Cloud Gate Dance Theatre (雲門舞集) and Cathay Financial Holdings are celebrating 20 years of collaboration this month and Cloud Gate fans nationwide should be celebrating right along with them.
Cathay Financial began sponsoring the company’s annual summertime outdoor performances two decades ago, allowing the troupe — or Cloud Gate 2 (雲門2) — to entertain and thrill tens of thousands of people who might never have the chance to see the companies perform on stage.
The venues for the summer show almost always include Taipei and then one or two places either in the center or south of the nation, or occasionally one of the offshore islands.
photo Courtesy of Cloud Gate Dance Theatre
Cathay Financial chairman Tsai Hong-tu (蔡宏圖) told a news conference in Taipei on Thursday last week that the company plans to continue underwriting Cloud Gate’s outdoor shows so that even more people could have the chance to enjoy the troupe.
This year, residents of Taipei, Kaohsiung and Hualien will be able to see the free shows, the first of which is on Saturday night in the capital’s Liberty Plaza. The next two Saturdays will see the troupe heading south and then to the east coast.
The company will be performing founder and artistic director Lin Hwai-min’s (林懷民) Rice (稻禾), which premiered at the National Theater on Nov. 22, 2013, with thousands of people packed into the plaza behind the theater to watch a simulcast of the sold-out show as part of Cloud Gate’s celebrations of its 40th anniversary.
photo Courtesy of Cloud Gate Dance Theatre
Rice is a beautiful work that celebrates both the grain that is an essential part of so many people’s everyday lives, the natural world around us and the beauty of Taiwan’s East Rift Valley. Rice takes the audience through a cycle of seasons, and the cycle of life for rice farmers.
Central to the piece is Chang Hao-jan’s (張皓然) videography and Ethan Wang’s (王奕盛) projection design in which video clips of paddies, seedlings, ripened grains and burning husks — filled with gleaming greens, sunburst yellows, luscious sky blues and ethereal cloud whites — provide a constantly shifting backdrop to the dancers.
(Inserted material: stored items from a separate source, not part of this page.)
//! # mproxy - Pre-warmed TCP Forwarder
//!
//! mproxy listens on a local port and splices every inbound client onto an
//! outbound connection that was dialed before the client arrived. A single
//! background task keeps a small queue of such connections filled.
//!
//! ## Usage
//!
//! ```rust,ignore
//! use mproxy::config::{Config, TargetConfig};
//! use mproxy::proxy::run_proxy;
//!
//! #[tokio::main]
//! async fn main() -> anyhow::Result<()> {
//!     let config = Config::new(TargetConfig::new("example.com", 443).with_listen_port(8443));
//!     run_proxy(config).await?;
//!     Ok(())
//! }
//! ```
//!
//! ## Architecture
//!
//! ```text
//! ResolverChain -> addresses -> PoolService -> queue -> session <- Listener
//! ```
//!
//! The target is resolved once at startup (DNS-over-TLS, falling back to
//! plaintext DNS). The pool then dials random resolved addresses forever,
//! blocking while its queue is full. Each accepted client takes the oldest
//! queued connection and the two are relayed until either side closes.

#![warn(missing_docs)]
#![warn(rust_2018_idioms)]

pub mod config;
pub mod dns;
pub mod error;
pub mod helper;
pub mod pool;
pub mod proxy;
pub mod transport;

// Re-export commonly used items
pub use config::{Config, TargetConfig};
pub use error::{DialError, FatalError, ResolveError};
pub use proxy::run_proxy;

/// Version of the mproxy library
pub const VERSION: &str = env!("CARGO_PKG_VERSION");

/// Name of the application
pub const NAME: &str = env!("CARGO_PKG_NAME");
It will be interesting to see how those projections work on the temporary stage set up behind the National Theater and the two large screens on either side of the stage. At the premiere I found them almost too beautiful, making it hard to concentrate on the dancers. Perhaps the outdoor staging — not to mention the focus of the crane camera feeding the big screens — will make them less of a distraction.
Veterans of Cloud Gate’s outdoor shows know to come equipped with a cloth or pillow to sit on, cool drinks and paper fans — and to show up at least an hour or more ahead of the 7:30pm start time to get a good spot.
A smoothly efficient mix of Cloud Gate employees and volunteers maintain order and clear walkways amid the several thousand people anxious for a free viewing of a show by one of the world’s premiere dance troupes, and ensure an efficient and speedy departure and clean-up process afterwards.